→ **What the exercise asks**: For every line in the data below that contains "Deserialize", copy the line.

=== Material for this exercise ===

use rust_decimal::{Decimal, RoundingStrategy};
use serde::{Deserialize, Serialize};
use strum::IntoEnumIterator;

use super::order::ProductDetails;

#[derive(Serialize, Deserialize, Clone, Copy, Debug, PartialEq, Eq, Hash, strum_macros::EnumIter)]
pub enum PremiumPeriod {
    #[serde(rename = "3m")]
    ThreeMonths,
    #[serde(rename = "6m")]
    SixMonths,
    #[serde(rename = "1y")]
    Year,
}

impl PremiumPeriod {
    pub fn name(&self) -> &'static str {
        match self {
            Self::ThreeMonths => "3 месяца",
            Self::SixMonths => "6 месяцев",
            Self::Year => "1 год",
        }
    }
}

/// Prices, exchange rates and input limits of the shop.
#[derive(Debug, Clone)]
pub struct Tariff {
    pub star_rate: Decimal,
    pub usd_rate: Decimal,
    pub usdt_rate: Decimal,
    pub min_stars: u32,
    pub max_stars: u32,
    pub min_exchange: Decimal,
    pub max_exchange: Decimal,
    pub premium: [(PremiumPeriod, Decimal); 3],
}

fn money(amount: Decimal) -> Decimal {
    amount.round_dp_with_strategy(2, RoundingStrategy::MidpointAwayFromZero)
}

impl Tariff {
    /// Rejects tariffs that would divide by zero or accept no star amount at all.
    pub fn validate(&self) -> anyhow::Result<()> {
        anyhow::ensure!(self.star_rate > Decimal::ZERO, "star rate must be positive");
        anyhow::ensure!(self.usd_rate > Decimal::ZERO, "usd rate must be positive");
        anyhow::ensure!(self.usdt_rate > Decimal::ZERO, "usdt rate must be positive");
        anyhow::ensure!(self.min_stars <= self.max_stars, "min stars exceeds max stars");
        anyhow::ensure!(self.min_exchange <= self.max_exchange, "min exchange exceeds max exchange");
        for period in PremiumPeriod::iter() {
            anyhow::ensure!(self.premium_price(period) > Decimal::ZERO, "premium for {} has no price", period.name());
        }
        Ok(())
    }
    pub fn premium_price(&self, period: PremiumPeriod) -> Decimal {
        self.premium.iter()
            .find(|(p, _)| *p == period)
            .map(|(_, price)| *price)
            .unwrap_or_default()
    }
    pub fn stars_in_range(&self, stars: u32) -> bool {
        (self.min_stars..=self.max_stars).contains(&stars)
    }
    pub fn stars_price(&self, stars: u32) -> Decimal {
        money(Decimal::from(stars) * self.star_rate)
    }
    /// Builds the exchange payload for `amount_rub`, `None` outside the allowed range.
    pub fn exchange(&self, amount_rub: Decimal) -> Option<ProductDetails> {
        if amount_rub < self.min_exchange || amount_rub > self.max_exchange {
            return None
        }
        let amount_rub = money(amount_rub);
        Some(ProductDetails::Exchange {
            amount_rub,
            amount_usd: money(amount_rub.checked_div(self.usd_rate)?),
            exchange_rate: self.usd_rate,
        })
    }
    pub fn price(&self, product: &ProductDetails) -> Decimal {
        match product {
            ProductDetails::Stars { stars } => self.stars_price(*stars),
            ProductDetails::Premium { period } => self.premium_price(*period),
            ProductDetails::Exchange { amount_rub, .. } => *amount_rub,
        }
    }
    pub fn to_usdt(&self, amount_rub: Decimal) -> Option<Decimal> {
        amount_rub.checked_div(self.usdt_rate).map(money)
    }
}

#[cfg(test)]
pub(crate) mod tests {
    use super::*;
    use std::str::FromStr;

    pub fn dec(s: &str) -> Decimal {
        Decimal::from_str(s).unwrap()
    }

    pub fn tariff() -> Tariff {
        Tariff {
            star_rate: dec("1.5"),
            usd_rate: dec("85"),
            usdt_rate: dec("85"),
            min_stars: 50,
            max_stars: 1_000_000,
            min_exchange: dec("100"),
            max_exchange: dec("500000"),
            premium: [
                (PremiumPeriod::ThreeMonths, dec("1124.11")),
                (PremiumPeriod::SixMonths, dec("1498.81")),
                (PremiumPeriod::Year, dec("2716.59")),
            ],
        }
    }

    #[test]
    fn stars_are_priced_by_rate() {
        let t = tariff();
        assert_eq!(t.stars_price(50), dec("75"));
        assert_eq!(t.stars_price(333), dec("499.5"));
        assert!(t.stars_in_range(50));
        assert!(t.stars_in_range(1_000_000));
        assert!(!t.stars_in_range(49));
        assert!(!t.stars_in_range(1_000_001));
    }

    #[test]
    fn exchange_converts_and_keeps_rate() {
        let t = tariff();
        assert!(t.exchange(dec("99.99")).is_none());
        assert!(t.exchange(dec("500000.01")).is_none());
        match t.exchange(dec("1000")) {
            Some(ProductDetails::Exchange { amount_rub, amount_usd, exchange_rate }) => {
                assert_eq!(amount_rub, dec("1000"));
                assert_eq!(amount_usd, dec("11.76"));
                assert_eq!(exchange_rate, dec("85"));
            }
            other => panic!("unexpected {:?}", other),
        }
    }

    #[test]
    fn usdt_amount_is_rounded_to_cents() {
        let t = tariff();
        assert_eq!(t.to_usdt(dec("1124.11")), Some(dec("13.22")));
        assert_eq!(t.to_usdt(dec("85")), Some(dec("1")));
    }

    #[test]
    fn huge_amounts_do_not_overflow() {
        let mut t = tariff();
        t.usd_rate = dec("0.5");
        t.usdt_rate = dec("0.5");
        t.max_exchange = Decimal::MAX;
        assert!(t.validate().is_ok());
        assert!(t.exchange(Decimal::MAX).is_none());
        assert_eq!(t.to_usdt(Decimal::MAX), None);
    }

    #[test]
    fn price_follows_product() {
        let t = tariff();
        assert_eq!(t.price(&ProductDetails::Premium { period: PremiumPeriod::SixMonths }), dec("1498.81"));
        assert_eq!(t.price(&ProductDetails::Stars { stars: 100 }), dec("150"));
    }

    #[test]
    fn zero_rate_is_rejected() {
        let mut t = tariff();
        assert!(t.validate().is_ok());
        t.usd_rate = Decimal::ZERO;
        assert!(t.validate().is_err());

        let mut t = tariff();
        t.premium[2].1 = Decimal::ZERO;
        assert!(t.validate().is_err());

        let mut t = tariff();
        t.max_exchange = dec("99");
        assert!(t.validate().is_err());
    }
}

===

→ **Response**:
use serde::{Deserialize, Serialize};
#[derive(Serialize, Deserialize, Clone, Copy, Debug, PartialEq, Eq, Hash, strum_macros::EnumIter)]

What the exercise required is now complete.